(Collected data entries)
§
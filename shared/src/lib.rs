//! Shared types and domain rules for the Stockflow platform
//!
//! This crate holds the pieces of the stock movement flow that do not need a
//! database: document statuses and their transitions, quantity arithmetic,
//! input validation and an in-memory ledger used for auditing.

pub mod ledger;
pub mod models;
pub mod types;
pub mod validation;

pub use ledger::*;
pub use models::*;
pub use types::*;
pub use validation::*;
§
Each record above needs to be set down again, word for word.

filename shared/src/lib.rs
//! Shared types and domain rules for the Stockflow platform
//!
//! This crate holds the pieces of the stock movement flow that do not need a
//! database: document statuses and their transitions, quantity arithmetic,
//! input validation and an in-memory ledger used for auditing.

pub mod ledger;
pub mod models;
pub mod types;
pub mod validation;

pub use ledger::*;
pub use models::*;
pub use types::*;
pub use validation::*;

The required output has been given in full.